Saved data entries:
use mongodb::bson::oid::ObjectId;
use mongodb::bson::DateTime as BsonDateTime;
use serde::{Deserialize, Serialize};

/// Card condition scale (état de la carte).
#[derive(Debug, Serialize, Deserialize, Clone, Copy, PartialEq, Eq, utoipa::ToSchema)]
#[serde(rename_all = "snake_case")]
pub enum CardCondition {
    Mint,
    NearMint,
    Excellent,
    Good,
    LightPlayed,
    Played,
    Poor,
}

impl Default for CardCondition {
    fn default() -> Self {
        CardCondition::NearMint
    }
}

/// One owned printing inside a collection. Two entries are merged only when
/// the whole (card_id, condition, language, foil) tuple matches.
#[derive(Debug, Serialize, Deserialize, Clone, utoipa::ToSchema)]
pub struct CollectionEntry {
    pub card_id: String,
    pub card_name: String,
    pub quantity: u32,
    #[serde(default)]
    pub condition: CardCondition,
    #[serde(default = "default_language")]
    pub language: String,
    #[serde(default)]
    pub foil: bool,
    #[serde(skip_serializing_if = "Option::is_none")]
    pub notes: Option<String>,
}

fn default_language() -> String {
    "fr".to_string()
}

impl CollectionEntry {
    pub fn same_printing(&self, other: &CollectionEntry) -> bool {
        self.card_id == other.card_id
            && self.condition == other.condition
            && self.language == other.language
            && self.foil == other.foil
    }
}

/// Collection document (collection: collections), owned by one user.
/// `total_cards` / `unique_cards` are derived and recomputed on every write.
#[derive(Debug, Serialize, Deserialize, Clone)]
pub struct Collection {
    #[serde(rename = "_id", skip_serializing_if = "Option::is_none")]
    pub id: Option<ObjectId>,
    pub owner_id: String,
    pub name: String,
    #[serde(skip_serializing_if = "Option::is_none")]
    pub description: Option<String>,
    #[serde(default)]
    pub is_public: bool,
    #[serde(default)]
    pub cards: Vec<CollectionEntry>,
    #[serde(default)]
    pub total_cards: u32,
    #[serde(default)]
    pub unique_cards: u32,
    pub created_at: Option<BsonDateTime>,
    pub updated_at: Option<BsonDateTime>,
}

impl Collection {
    pub fn new(owner_id: String, name: String, description: Option<String>, is_public: bool) -> Self {
        Collection {
            id: None,
            owner_id,
            name,
            description,
            is_public,
            cards: Vec::new(),
            total_cards: 0,
            unique_cards: 0,
            created_at: Some(BsonDateTime::now()),
            updated_at: Some(BsonDateTime::now()),
        }
    }

    /// Merge-or-push: incrémente la quantité si le même tirage existe déjà.
    pub fn add_entry(&mut self, entry: CollectionEntry) {
        if entry.quantity == 0 {
            return;
        }
        match self.cards.iter_mut().find(|e| e.same_printing(&entry)) {
            Some(existing) => {
                existing.quantity += entry.quantity;
                if entry.notes.is_some() {
                    existing.notes = entry.notes;
                }
            }
            None => self.cards.push(entry),
        }
        self.recompute_totals();
    }

    /// Sets the quantity of the first entry matching `card_id` (optionally
    /// narrowed by condition/language/foil). Quantity 0 removes the entry.
    /// Returns false when no entry matched.
    pub fn set_quantity(
        &mut self,
        card_id: &str,
        condition: Option<CardCondition>,
        language: Option<&str>,
        foil: Option<bool>,
        quantity: u32,
    ) -> bool {
        let matches = |e: &CollectionEntry| {
            e.card_id == card_id
                && condition.map_or(true, |c| e.condition == c)
                && language.map_or(true, |l| e.language == l)
                && foil.map_or(true, |f| e.foil == f)
        };

        let Some(pos) = self.cards.iter().position(|e| matches(e)) else {
            return false;
        };

        if quantity == 0 {
            self.cards.remove(pos);
        } else {
            self.cards[pos].quantity = quantity;
        }
        self.recompute_totals();
        true
    }

    /// Removes every entry for the card. Returns how many entries were dropped.
    pub fn remove_card(&mut self, card_id: &str) -> usize {
        let before = self.cards.len();
        self.cards.retain(|e| e.card_id != card_id);
        self.recompute_totals();
        before - self.cards.len()
    }

    pub fn recompute_totals(&mut self) {
        self.total_cards = self.cards.iter().map(|e| e.quantity).sum();
        self.unique_cards = self.cards.len() as u32;
        self.updated_at = Some(BsonDateTime::now());
    }
}

#[cfg(test)]
mod tests {
    use super::*;

    fn entry(card_id: &str, qty: u32, condition: CardCondition, foil: bool) -> CollectionEntry {
        CollectionEntry {
            card_id: card_id.into(),
            card_name: format!("Card {}", card_id),
            quantity: qty,
            condition,
            language: "fr".into(),
            foil,
            notes: None,
        }
    }

    fn empty_collection() -> Collection {
        Collection::new("owner".into(), "Ma collection".into(), None, false)
    }

    #[test]
    fn test_same_tuple_add_increments_quantity() {
        let mut col = empty_collection();
        col.add_entry(entry("c1", 2, CardCondition::NearMint, false));
        col.add_entry(entry("c1", 3, CardCondition::NearMint, false));

        assert_eq!(col.cards.len(), 1);
        assert_eq!(col.cards[0].quantity, 5);
        assert_eq!(col.total_cards, 5);
        assert_eq!(col.unique_cards, 1);
    }

    #[test]
    fn test_different_tuple_creates_new_entry() {
        let mut col = empty_collection();
        col.add_entry(entry("c1", 1, CardCondition::NearMint, false));
        col.add_entry(entry("c1", 1, CardCondition::NearMint, true)); // foil
        col.add_entry(entry("c1", 1, CardCondition::Played, false)); // condition

        assert_eq!(col.cards.len(), 3);
        assert_eq!(col.total_cards, 3);
        assert_eq!(col.unique_cards, 3);
    }

    #[test]
    fn test_quantity_zero_removes_entry() {
        let mut col = empty_collection();
        col.add_entry(entry("c1", 4, CardCondition::NearMint, false));

        assert!(col.set_quantity("c1", None, None, None, 0));
        assert!(col.cards.is_empty());
        assert_eq!(col.total_cards, 0);
        assert_eq!(col.unique_cards, 0);
    }

    #[test]
    fn test_set_quantity_narrowed_by_foil() {
        let mut col = empty_collection();
        col.add_entry(entry("c1", 1, CardCondition::NearMint, false));
        col.add_entry(entry("c1", 1, CardCondition::NearMint, true));

        assert!(col.set_quantity("c1", None, None, Some(true), 7));
        let foil = col.cards.iter().find(|e| e.foil).unwrap();
        assert_eq!(foil.quantity, 7);
        assert_eq!(col.total_cards, 8);
    }

    #[test]
    fn test_set_quantity_unknown_card_returns_false() {
        let mut col = empty_collection();
        assert!(!col.set_quantity("ghost", None, None, None, 2));
    }

    #[test]
    fn test_remove_card_drops_all_printings() {
        let mut col = empty_collection();
        col.add_entry(entry("c1", 1, CardCondition::NearMint, false));
        col.add_entry(entry("c1", 1, CardCondition::NearMint, true));
        col.add_entry(entry("c2", 1, CardCondition::NearMint, false));

        assert_eq!(col.remove_card("c1"), 2);
        assert_eq!(col.cards.len(), 1);
        assert_eq!(col.cards[0].card_id, "c2");
    }

    #[test]
    fn test_zero_quantity_add_is_ignored() {
        let mut col = empty_collection();
        col.add_entry(entry("c1", 0, CardCondition::NearMint, false));
        assert!(col.cards.is_empty());
    }
}
//! Pending membership — a placeholder handed out before the real cluster
//! exists, e.g. while bootstrap is still joining.

use std::sync::{Arc, OnceLock};

use async_trait::async_trait;
use tracing::info;

use flotilla_core::Peer;

use crate::error::{ClusterError, ClusterResult};
use crate::membership::Cluster;

/// Answers empty until `assign` is called, then forwards everything.
pub struct PendingCluster {
    local: Peer,
    inner: OnceLock<Arc<dyn Cluster>>,
}

impl PendingCluster {
    pub fn new(local: Peer) -> Self {
        Self {
            local,
            inner: OnceLock::new(),
        }
    }

    /// Install the real cluster. Only the first call succeeds.
    pub fn assign(&self, cluster: Arc<dyn Cluster>) -> ClusterResult<()> {
        self.inner
            .set(cluster)
            .map_err(|_| ClusterError::AlreadyAssigned)?;
        info!(node = %self.local.name, "pending cluster assigned");
        Ok(())
    }

    pub fn is_assigned(&self) -> bool {
        self.inner.get().is_some()
    }
}

#[async_trait]
impl Cluster for PendingCluster {
    fn local(&self) -> Peer {
        match self.inner.get() {
            Some(cluster) => cluster.local(),
            None => self.local.clone(),
        }
    }

    fn members(&self) -> Vec<Peer> {
        self.inner
            .get()
            .map(|cluster| cluster.members())
            .unwrap_or_default()
    }

    async fn shutdown(&self) -> ClusterResult<()> {
        match self.inner.get() {
            Some(cluster) => cluster.shutdown().await,
            None => Ok(()),
        }
    }
}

▶ Your objective
Report all lines above with "into".

▶ Exercise output
            card_id: card_id.into(),
            language: "fr".into(),
        Collection::new("owner".into(), "Ma collection".into(), None, false)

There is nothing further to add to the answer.